• _WHAT YOU HAVE TO DO_
Restate the full listing precisely as written.

EXCERPTED RECORDS Block Start

//! CLI interface for commit-lint.

use std::path::Path;

use anyhow::{bail, Result};
use clap::{Parser, Subcommand};

pub mod commit;
pub mod create;
pub mod init;
pub mod install;
pub mod lint;

mod display;

use crate::config::{self, FormatConfig};
use crate::format::{CommitFormat, FormatRegistry};

/// commit-lint: a configurable linter for better commit messages.
#[derive(Parser)]
#[command(name = "commit-lint")]
#[command(about = "A configurable linter for better commit messages")]
#[command(long_about = "A configurable linter for better commit messages.

Supports multiple commit message formats:
- conventional: Conventional Commits format (https://www.conventionalcommits.org)
- github: GitHub style commit messages
- jira: Jira-style commit messages with ticket IDs
- custom: Custom format defined by regex pattern")]
#[command(version)]
pub struct Cli {
    /// The main command to execute.
    #[command(subcommand)]
    pub command: Commands,
}

/// Main commands.
#[derive(Subcommand)]
pub enum Commands {
    /// Lints a commit message according to the configured format.
    Lint(lint::LintCommand),
    /// Interactively creates a commit message according to the configured format.
    Create(create::CreateCommand),
    /// Creates a commit message interactively and commits staged changes.
    Commit(commit::CommitCommand),
    /// Installs Git hooks in the current repository.
    Install(install::InstallCommand),
    /// Creates a new configuration file with default settings.
    Init(init::InitCommand),
}

impl Cli {
    /// Executes the CLI command.
    pub fn execute(self) -> Result<()> {
        match self.command {
            Commands::Lint(lint_cmd) => lint_cmd.execute(),
            Commands::Create(create_cmd) => create_cmd.execute(),
            Commands::Commit(commit_cmd) => commit_cmd.execute(),
            Commands::Install(install_cmd) => install_cmd.execute(),
            Commands::Init(init_cmd) => init_cmd.execute(),
        }
    }
}

/// Loads configuration, applies a `--format-type` override after checking it
/// against the registry, and constructs the selected handler.
pub(crate) fn resolve_format(
    registry: &FormatRegistry,
    config_path: Option<&Path>,
    format_override: Option<&str>,
) -> Result<(FormatConfig, CommitFormat)> {
    let mut config = config::load_config(config_path)?;

    if let Some(name) = format_override {
        if !registry.contains(name) {
            bail!(
                "Invalid format type: {name}. Valid formats: {}",
                registry.format_names().join(", ")
            );
        }
        config.format_type = name.to_string();
        println!("Using format type: {name}");
    }

    let format = registry.get(&config)?;
    Ok((config, format))
}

EXCERPTED RECORDS Block End

• _SOLUTION FOR THIS PROBLEM_
//! CLI interface for commit-lint.

use std::path::Path;

use anyhow::{bail, Result};
use clap::{Parser, Subcommand};

pub mod commit;
pub mod create;
pub mod init;
pub mod install;
pub mod lint;

mod display;

use crate::config::{self, FormatConfig};
use crate::format::{CommitFormat, FormatRegistry};

/// commit-lint: a configurable linter for better commit messages.
#[derive(Parser)]
#[command(name = "commit-lint")]
#[command(about = "A configurable linter for better commit messages")]
#[command(long_about = "A configurable linter for better commit messages.

Supports multiple commit message formats:
- conventional: Conventional Commits format (https://www.conventionalcommits.org)
- github: GitHub style commit messages
- jira: Jira-style commit messages with ticket IDs
- custom: Custom format defined by regex pattern")]
#[command(version)]
pub struct Cli {
    /// The main command to execute.
    #[command(subcommand)]
    pub command: Commands,
}

/// Main commands.
#[derive(Subcommand)]
pub enum Commands {
    /// Lints a commit message according to the configured format.
    Lint(lint::LintCommand),
    /// Interactively creates a commit message according to the configured format.
    Create(create::CreateCommand),
    /// Creates a commit message interactively and commits staged changes.
    Commit(commit::CommitCommand),
    /// Installs Git hooks in the current repository.
    Install(install::InstallCommand),
    /// Creates a new configuration file with default settings.
    Init(init::InitCommand),
}

impl Cli {
    /// Executes the CLI command.
    pub fn execute(self) -> Result<()> {
        match self.command {
            Commands::Lint(lint_cmd) => lint_cmd.execute(),
            Commands::Create(create_cmd) => create_cmd.execute(),
            Commands::Commit(commit_cmd) => commit_cmd.execute(),
            Commands::Install(install_cmd) => install_cmd.execute(),
            Commands::Init(init_cmd) => init_cmd.execute(),
        }
    }
}

/// Loads configuration, applies a `--format-type` override after checking it
/// against the registry, and constructs the selected handler.
pub(crate) fn resolve_format(
    registry: &FormatRegistry,
    config_path: Option<&Path>,
    format_override: Option<&str>,
) -> Result<(FormatConfig, CommitFormat)> {
    let mut config = config::load_config(config_path)?;

    if let Some(name) = format_override {
        if !registry.contains(name) {
            bail!(
                "Invalid format type: {name}. Valid formats: {}",
                registry.format_names().join(", ")
            );
        }
        config.format_type = name.to_string();
        println!("Using format type: {name}");
    }

    let format = registry.get(&config)?;
    Ok((config, format))
}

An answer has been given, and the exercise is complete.